Collection entries
++++++++++
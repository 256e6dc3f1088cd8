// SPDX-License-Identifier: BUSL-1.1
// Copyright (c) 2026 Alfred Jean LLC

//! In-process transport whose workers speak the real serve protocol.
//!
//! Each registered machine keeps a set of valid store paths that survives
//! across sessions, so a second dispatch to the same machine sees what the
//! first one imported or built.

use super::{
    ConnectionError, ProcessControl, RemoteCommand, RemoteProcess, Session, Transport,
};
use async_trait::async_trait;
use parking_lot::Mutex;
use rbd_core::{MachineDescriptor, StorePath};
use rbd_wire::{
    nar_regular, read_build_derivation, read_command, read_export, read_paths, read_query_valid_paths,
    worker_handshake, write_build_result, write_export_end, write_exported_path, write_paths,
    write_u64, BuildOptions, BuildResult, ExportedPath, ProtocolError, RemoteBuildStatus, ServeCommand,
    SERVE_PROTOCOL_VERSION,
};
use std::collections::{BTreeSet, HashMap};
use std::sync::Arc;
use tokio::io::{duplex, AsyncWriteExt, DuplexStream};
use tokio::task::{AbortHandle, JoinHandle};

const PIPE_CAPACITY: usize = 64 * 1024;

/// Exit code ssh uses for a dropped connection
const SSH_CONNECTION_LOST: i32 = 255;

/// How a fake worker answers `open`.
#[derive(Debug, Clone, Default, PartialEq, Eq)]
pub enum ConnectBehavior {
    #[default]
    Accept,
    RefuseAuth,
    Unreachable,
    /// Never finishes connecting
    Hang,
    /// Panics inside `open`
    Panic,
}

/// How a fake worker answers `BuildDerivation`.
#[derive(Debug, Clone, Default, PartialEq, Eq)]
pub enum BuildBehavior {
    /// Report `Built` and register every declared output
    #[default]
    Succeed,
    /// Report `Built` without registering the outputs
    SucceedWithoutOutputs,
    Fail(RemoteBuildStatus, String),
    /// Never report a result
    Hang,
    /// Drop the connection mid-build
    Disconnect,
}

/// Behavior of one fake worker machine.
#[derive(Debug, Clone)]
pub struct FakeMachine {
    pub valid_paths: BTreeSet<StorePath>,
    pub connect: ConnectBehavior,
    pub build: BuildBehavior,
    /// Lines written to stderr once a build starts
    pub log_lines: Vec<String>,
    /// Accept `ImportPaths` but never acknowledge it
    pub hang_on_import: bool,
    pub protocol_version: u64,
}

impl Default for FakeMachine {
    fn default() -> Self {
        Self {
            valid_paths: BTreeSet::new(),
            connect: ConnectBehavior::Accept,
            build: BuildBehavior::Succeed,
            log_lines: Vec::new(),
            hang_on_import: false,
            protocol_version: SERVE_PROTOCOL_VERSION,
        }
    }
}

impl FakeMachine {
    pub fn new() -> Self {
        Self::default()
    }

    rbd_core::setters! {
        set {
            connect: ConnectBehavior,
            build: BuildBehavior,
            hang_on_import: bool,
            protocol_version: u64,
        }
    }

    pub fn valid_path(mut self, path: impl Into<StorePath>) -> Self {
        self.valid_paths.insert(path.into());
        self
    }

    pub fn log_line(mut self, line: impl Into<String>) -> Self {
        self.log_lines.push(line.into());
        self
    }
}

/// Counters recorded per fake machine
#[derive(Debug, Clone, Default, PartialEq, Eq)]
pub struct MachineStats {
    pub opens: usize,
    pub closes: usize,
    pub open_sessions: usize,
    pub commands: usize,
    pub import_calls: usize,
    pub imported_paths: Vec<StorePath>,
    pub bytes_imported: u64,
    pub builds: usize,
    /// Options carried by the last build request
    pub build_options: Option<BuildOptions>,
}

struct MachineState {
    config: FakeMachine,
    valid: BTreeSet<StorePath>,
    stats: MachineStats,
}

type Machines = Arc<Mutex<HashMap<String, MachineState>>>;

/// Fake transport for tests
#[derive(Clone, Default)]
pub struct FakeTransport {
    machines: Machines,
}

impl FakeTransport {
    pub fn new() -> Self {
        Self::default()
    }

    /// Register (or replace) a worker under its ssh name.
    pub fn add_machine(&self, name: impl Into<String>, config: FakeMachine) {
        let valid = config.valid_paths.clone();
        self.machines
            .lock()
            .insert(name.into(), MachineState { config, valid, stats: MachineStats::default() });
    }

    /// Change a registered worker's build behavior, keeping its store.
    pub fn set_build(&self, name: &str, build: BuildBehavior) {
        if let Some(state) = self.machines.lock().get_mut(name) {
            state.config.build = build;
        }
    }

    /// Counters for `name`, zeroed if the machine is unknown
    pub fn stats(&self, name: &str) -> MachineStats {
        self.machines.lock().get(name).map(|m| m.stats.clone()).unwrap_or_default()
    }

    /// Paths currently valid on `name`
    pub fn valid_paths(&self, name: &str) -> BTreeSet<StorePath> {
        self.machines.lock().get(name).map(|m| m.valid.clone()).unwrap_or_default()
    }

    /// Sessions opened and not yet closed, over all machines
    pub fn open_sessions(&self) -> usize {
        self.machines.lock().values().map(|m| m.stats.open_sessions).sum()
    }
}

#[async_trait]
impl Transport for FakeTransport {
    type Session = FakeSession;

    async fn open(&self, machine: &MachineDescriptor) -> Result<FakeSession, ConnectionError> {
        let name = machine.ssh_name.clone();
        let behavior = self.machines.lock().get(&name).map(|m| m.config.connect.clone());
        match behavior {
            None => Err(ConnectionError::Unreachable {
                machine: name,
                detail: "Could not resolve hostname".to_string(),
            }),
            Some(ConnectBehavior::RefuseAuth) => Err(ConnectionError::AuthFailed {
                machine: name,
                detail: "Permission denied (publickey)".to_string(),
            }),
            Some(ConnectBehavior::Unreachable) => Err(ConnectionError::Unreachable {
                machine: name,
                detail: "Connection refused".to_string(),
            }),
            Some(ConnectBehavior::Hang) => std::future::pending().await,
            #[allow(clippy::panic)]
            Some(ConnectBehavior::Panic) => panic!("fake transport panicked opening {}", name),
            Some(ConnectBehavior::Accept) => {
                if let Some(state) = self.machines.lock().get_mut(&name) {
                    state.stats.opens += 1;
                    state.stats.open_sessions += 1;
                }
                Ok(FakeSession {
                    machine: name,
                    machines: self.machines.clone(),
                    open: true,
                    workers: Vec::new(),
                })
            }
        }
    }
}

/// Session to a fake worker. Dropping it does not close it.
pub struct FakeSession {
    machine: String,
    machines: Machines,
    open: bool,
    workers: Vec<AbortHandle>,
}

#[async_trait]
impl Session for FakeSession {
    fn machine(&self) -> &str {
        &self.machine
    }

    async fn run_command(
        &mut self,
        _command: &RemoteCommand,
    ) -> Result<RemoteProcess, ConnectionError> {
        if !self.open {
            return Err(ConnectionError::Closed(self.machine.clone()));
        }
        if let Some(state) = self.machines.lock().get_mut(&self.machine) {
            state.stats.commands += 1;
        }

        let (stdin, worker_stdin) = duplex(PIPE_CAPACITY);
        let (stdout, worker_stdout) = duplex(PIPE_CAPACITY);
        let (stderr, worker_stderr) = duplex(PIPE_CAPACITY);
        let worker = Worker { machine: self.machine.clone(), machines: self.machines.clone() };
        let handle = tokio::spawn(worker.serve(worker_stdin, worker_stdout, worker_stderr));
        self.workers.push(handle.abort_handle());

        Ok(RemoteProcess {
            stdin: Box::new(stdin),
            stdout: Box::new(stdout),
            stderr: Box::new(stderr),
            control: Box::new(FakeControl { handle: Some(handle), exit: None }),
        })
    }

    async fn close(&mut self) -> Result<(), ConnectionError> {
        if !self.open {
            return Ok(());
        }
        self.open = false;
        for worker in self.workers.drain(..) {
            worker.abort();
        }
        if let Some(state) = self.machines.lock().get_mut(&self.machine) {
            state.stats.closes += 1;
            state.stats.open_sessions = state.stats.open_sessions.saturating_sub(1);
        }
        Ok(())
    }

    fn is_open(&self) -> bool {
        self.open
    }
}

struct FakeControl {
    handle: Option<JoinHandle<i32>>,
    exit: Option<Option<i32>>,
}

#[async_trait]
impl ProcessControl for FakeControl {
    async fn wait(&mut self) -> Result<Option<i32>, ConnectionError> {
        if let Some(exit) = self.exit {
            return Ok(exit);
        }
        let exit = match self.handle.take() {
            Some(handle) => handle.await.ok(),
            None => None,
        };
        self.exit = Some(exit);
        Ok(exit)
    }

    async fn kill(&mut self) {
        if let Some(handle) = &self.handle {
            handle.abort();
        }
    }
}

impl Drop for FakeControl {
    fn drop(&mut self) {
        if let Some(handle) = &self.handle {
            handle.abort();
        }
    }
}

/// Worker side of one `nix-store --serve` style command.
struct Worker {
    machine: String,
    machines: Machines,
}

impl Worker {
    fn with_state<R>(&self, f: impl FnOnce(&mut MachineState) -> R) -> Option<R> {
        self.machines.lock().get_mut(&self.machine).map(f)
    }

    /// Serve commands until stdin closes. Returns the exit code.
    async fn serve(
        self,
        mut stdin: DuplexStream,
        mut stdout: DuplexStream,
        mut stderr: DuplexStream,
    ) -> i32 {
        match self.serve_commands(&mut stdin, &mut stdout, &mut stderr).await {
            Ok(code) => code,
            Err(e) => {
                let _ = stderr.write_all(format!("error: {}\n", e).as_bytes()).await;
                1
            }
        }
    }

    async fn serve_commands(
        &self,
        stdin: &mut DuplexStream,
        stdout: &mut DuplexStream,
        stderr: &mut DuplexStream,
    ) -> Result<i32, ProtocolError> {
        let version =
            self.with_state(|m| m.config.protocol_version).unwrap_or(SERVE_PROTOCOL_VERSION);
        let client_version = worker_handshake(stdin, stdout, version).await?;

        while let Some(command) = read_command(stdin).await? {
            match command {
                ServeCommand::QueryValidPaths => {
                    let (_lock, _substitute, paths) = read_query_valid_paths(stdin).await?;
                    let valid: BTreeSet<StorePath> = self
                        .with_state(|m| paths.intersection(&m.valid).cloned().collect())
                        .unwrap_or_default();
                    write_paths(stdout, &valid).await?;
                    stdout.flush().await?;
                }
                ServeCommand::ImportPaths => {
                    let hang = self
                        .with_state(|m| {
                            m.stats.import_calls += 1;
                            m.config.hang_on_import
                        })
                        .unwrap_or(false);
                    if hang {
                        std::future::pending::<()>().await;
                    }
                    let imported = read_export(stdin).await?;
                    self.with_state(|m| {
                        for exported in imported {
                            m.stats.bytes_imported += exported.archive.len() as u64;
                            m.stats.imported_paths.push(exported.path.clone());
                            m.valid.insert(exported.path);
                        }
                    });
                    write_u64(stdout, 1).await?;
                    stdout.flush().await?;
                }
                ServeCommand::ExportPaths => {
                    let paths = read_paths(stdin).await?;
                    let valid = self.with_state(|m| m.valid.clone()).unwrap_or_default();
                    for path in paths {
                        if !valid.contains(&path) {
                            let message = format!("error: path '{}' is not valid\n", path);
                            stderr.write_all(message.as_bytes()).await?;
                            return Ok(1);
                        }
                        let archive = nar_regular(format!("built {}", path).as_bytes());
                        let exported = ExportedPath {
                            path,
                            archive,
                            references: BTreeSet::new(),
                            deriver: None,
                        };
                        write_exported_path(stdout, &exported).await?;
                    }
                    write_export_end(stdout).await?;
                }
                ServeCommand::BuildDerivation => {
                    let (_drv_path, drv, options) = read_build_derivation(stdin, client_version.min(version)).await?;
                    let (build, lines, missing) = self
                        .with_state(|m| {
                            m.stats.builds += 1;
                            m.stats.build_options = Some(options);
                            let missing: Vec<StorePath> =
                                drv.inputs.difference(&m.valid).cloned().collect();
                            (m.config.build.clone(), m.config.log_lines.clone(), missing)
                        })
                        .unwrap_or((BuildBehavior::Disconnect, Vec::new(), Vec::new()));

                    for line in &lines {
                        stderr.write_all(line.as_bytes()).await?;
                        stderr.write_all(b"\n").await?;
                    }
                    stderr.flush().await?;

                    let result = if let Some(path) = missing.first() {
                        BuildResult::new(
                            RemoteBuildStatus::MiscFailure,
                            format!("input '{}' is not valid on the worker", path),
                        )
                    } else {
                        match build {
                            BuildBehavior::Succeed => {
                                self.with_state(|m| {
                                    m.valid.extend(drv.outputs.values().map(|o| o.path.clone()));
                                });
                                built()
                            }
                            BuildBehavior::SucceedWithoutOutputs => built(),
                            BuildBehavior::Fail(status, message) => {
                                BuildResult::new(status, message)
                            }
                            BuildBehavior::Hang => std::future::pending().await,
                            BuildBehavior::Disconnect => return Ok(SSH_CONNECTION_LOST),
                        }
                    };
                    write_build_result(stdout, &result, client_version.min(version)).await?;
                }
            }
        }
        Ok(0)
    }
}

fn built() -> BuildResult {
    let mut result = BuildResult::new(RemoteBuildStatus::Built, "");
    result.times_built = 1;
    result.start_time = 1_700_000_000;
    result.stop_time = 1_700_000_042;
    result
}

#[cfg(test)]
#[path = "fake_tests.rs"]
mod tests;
++++++++++
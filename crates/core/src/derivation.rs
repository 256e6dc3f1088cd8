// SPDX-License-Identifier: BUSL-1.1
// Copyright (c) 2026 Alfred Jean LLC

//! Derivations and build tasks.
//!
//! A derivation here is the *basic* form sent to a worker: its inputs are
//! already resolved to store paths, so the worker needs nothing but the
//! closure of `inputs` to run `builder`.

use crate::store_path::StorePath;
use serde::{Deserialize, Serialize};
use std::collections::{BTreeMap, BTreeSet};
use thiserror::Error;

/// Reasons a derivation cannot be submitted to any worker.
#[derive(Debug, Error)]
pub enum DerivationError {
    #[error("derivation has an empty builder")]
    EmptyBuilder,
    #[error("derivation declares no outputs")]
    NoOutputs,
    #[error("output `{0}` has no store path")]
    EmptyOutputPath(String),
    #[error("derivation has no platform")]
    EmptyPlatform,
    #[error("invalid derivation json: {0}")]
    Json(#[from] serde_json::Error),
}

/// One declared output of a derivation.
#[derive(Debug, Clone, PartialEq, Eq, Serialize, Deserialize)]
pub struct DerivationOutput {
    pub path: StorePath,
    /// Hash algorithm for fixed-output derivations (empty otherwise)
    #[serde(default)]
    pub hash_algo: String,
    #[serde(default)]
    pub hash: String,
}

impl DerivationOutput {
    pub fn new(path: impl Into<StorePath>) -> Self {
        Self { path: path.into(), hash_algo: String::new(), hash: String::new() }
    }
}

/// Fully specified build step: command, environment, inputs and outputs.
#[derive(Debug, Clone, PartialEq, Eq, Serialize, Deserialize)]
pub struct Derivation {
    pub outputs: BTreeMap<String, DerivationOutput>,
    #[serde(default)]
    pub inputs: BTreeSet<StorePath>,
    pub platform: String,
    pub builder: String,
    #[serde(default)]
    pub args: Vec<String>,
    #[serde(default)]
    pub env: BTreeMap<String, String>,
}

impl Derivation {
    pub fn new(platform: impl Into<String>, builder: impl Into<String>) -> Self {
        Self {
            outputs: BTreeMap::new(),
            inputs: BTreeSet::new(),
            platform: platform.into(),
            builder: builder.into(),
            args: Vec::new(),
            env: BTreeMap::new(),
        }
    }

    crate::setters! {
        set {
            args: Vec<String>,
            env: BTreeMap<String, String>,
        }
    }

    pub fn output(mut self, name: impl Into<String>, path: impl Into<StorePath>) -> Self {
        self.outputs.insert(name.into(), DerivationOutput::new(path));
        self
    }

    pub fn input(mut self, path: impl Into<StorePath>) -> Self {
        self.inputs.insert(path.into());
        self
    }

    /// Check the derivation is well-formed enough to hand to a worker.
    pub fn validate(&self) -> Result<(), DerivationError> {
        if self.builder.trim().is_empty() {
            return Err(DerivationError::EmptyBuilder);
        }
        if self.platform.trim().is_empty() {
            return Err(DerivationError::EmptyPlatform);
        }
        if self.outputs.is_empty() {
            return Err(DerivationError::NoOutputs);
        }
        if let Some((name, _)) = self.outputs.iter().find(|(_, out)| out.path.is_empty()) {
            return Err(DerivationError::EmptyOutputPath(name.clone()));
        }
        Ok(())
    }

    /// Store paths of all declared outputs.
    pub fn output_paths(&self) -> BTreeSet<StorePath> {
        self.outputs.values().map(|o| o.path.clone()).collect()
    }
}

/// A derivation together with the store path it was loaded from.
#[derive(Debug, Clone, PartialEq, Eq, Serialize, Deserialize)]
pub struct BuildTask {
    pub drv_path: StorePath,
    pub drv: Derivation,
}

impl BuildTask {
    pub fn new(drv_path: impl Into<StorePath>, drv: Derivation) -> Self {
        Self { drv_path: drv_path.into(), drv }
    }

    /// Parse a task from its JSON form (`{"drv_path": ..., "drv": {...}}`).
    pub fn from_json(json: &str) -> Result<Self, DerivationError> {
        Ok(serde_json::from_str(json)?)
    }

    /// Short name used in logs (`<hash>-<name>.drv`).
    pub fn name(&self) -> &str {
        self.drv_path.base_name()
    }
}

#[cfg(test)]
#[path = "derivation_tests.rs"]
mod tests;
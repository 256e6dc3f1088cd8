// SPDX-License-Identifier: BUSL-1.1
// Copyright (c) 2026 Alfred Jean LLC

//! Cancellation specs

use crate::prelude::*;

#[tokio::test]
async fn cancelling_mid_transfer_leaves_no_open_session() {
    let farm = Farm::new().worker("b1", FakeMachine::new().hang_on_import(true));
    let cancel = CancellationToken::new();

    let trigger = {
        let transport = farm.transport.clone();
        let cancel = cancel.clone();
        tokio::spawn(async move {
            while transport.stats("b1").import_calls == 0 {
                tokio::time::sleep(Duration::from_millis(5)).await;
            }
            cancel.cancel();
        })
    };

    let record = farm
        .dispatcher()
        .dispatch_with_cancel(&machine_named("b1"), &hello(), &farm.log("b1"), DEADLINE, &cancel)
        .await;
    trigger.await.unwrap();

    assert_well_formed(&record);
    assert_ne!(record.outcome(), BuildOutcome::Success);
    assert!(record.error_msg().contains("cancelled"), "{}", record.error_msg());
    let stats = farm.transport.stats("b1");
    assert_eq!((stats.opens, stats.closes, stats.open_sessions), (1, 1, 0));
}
++++++++++
Only the lines that contain the string "const" should be copied from the entries above.

> **Finished exercise**:
const PIPE_CAPACITY: usize = 64 * 1024;
const SSH_CONNECTION_LOST: i32 = 255;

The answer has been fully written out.